## WHAT THIS TASK INVOLVES
Which lines in the records below contain the word "Publish"? Copy each one out.

## Items from a dataset
-- Opening Marker --

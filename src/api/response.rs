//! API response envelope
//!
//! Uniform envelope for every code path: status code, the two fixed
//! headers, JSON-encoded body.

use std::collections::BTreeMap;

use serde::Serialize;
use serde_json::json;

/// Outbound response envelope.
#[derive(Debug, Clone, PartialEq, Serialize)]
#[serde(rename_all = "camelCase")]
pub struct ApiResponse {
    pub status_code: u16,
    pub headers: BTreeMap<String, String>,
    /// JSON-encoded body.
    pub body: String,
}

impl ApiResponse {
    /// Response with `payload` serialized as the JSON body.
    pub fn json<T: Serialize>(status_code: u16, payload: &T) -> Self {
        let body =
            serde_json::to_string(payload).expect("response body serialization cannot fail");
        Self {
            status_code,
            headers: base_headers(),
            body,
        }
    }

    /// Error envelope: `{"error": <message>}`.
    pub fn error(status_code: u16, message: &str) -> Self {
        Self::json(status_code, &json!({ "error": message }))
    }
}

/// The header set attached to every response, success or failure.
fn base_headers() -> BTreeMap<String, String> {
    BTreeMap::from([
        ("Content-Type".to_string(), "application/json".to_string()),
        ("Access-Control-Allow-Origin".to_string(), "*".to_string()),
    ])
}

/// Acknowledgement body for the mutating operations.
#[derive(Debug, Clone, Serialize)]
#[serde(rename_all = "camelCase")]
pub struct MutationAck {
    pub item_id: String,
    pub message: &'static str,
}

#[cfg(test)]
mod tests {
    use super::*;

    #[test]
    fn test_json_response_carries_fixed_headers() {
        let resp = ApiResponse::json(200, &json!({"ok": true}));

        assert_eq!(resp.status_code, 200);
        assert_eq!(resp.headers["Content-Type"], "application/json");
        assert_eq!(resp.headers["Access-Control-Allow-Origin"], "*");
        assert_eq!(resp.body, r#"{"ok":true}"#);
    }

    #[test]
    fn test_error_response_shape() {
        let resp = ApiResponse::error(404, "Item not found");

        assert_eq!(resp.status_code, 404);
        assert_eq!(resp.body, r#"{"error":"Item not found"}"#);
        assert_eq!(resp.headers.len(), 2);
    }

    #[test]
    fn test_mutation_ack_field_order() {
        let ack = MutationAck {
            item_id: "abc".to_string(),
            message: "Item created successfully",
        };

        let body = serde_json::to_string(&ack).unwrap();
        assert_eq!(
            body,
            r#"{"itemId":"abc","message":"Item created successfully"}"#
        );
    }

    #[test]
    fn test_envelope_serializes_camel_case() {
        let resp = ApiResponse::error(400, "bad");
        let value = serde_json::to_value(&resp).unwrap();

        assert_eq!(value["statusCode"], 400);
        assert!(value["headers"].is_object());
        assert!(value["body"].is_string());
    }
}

-- Closing Marker --
-- Opening Marker --

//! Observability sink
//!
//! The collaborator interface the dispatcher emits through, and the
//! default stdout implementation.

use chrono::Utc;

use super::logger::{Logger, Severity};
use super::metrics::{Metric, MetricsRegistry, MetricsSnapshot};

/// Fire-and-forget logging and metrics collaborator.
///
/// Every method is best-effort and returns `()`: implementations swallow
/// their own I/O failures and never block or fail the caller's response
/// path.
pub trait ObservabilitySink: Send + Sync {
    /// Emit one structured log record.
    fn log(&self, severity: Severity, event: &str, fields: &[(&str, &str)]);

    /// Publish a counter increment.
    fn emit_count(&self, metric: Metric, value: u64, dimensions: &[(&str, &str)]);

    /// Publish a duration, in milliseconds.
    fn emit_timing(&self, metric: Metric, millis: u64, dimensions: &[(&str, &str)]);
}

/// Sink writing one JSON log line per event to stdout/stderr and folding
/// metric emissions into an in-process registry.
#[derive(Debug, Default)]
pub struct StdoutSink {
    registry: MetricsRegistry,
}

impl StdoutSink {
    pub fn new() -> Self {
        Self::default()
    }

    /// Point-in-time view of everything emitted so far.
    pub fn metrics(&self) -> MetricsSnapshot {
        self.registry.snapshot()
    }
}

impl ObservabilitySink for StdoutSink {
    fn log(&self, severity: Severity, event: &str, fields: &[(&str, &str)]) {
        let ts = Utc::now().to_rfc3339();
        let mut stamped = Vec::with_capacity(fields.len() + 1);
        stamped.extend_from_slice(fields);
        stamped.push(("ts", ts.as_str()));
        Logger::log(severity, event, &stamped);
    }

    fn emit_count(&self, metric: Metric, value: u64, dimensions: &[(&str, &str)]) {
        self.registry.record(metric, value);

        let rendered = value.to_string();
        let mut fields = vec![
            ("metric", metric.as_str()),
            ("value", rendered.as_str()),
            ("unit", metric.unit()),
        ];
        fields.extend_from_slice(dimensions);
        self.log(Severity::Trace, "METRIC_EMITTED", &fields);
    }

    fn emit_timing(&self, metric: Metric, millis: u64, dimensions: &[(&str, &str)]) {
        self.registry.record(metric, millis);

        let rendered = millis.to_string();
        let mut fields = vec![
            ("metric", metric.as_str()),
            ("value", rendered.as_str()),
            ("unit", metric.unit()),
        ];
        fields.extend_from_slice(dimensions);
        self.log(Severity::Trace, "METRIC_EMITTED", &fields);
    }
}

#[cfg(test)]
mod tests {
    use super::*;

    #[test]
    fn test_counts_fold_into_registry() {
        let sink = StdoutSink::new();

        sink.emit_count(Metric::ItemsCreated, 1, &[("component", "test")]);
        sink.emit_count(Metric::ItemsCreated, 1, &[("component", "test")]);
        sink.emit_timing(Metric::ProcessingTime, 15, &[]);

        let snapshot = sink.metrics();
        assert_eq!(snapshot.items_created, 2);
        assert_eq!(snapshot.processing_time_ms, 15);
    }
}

-- Closing Marker --
-- Opening Marker --

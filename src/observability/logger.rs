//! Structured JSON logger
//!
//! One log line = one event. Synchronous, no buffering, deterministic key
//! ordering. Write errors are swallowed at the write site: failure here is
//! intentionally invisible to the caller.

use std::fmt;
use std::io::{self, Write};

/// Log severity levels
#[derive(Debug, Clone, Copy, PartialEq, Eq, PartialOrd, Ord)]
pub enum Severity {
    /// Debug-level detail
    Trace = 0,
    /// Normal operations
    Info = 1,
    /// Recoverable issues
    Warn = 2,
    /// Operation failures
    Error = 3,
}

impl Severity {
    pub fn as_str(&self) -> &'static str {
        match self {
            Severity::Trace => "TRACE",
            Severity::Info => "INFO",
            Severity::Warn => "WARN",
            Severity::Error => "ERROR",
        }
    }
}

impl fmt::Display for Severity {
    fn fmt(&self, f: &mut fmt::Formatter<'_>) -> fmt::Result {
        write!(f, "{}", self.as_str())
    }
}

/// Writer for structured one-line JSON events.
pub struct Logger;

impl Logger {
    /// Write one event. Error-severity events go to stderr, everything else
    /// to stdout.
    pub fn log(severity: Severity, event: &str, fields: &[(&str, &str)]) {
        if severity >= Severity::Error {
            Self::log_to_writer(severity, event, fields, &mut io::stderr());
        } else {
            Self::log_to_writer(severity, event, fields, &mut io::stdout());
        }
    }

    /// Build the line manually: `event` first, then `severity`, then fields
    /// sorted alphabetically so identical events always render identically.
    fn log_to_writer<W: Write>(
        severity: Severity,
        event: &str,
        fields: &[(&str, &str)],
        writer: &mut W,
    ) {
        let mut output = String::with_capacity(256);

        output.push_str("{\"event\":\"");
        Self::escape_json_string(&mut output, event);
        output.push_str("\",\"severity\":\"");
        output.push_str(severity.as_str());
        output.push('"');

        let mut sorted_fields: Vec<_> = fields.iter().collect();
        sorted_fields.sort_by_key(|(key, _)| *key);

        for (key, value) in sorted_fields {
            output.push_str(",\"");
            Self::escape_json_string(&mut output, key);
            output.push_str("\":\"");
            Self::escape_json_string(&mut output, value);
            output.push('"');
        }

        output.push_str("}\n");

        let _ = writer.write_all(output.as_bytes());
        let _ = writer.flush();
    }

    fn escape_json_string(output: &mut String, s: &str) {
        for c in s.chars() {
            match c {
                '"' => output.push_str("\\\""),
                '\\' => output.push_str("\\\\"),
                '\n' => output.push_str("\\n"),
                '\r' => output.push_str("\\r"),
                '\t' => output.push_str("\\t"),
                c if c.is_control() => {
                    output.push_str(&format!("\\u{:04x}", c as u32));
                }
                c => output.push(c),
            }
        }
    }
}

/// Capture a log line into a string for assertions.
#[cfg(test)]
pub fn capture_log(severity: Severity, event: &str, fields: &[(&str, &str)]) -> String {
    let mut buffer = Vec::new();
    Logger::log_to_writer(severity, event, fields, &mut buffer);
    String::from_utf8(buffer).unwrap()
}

-- Closing Marker --

## EXERCISE ANSWER
    /// Publish a counter increment.
    /// Publish a duration, in milliseconds.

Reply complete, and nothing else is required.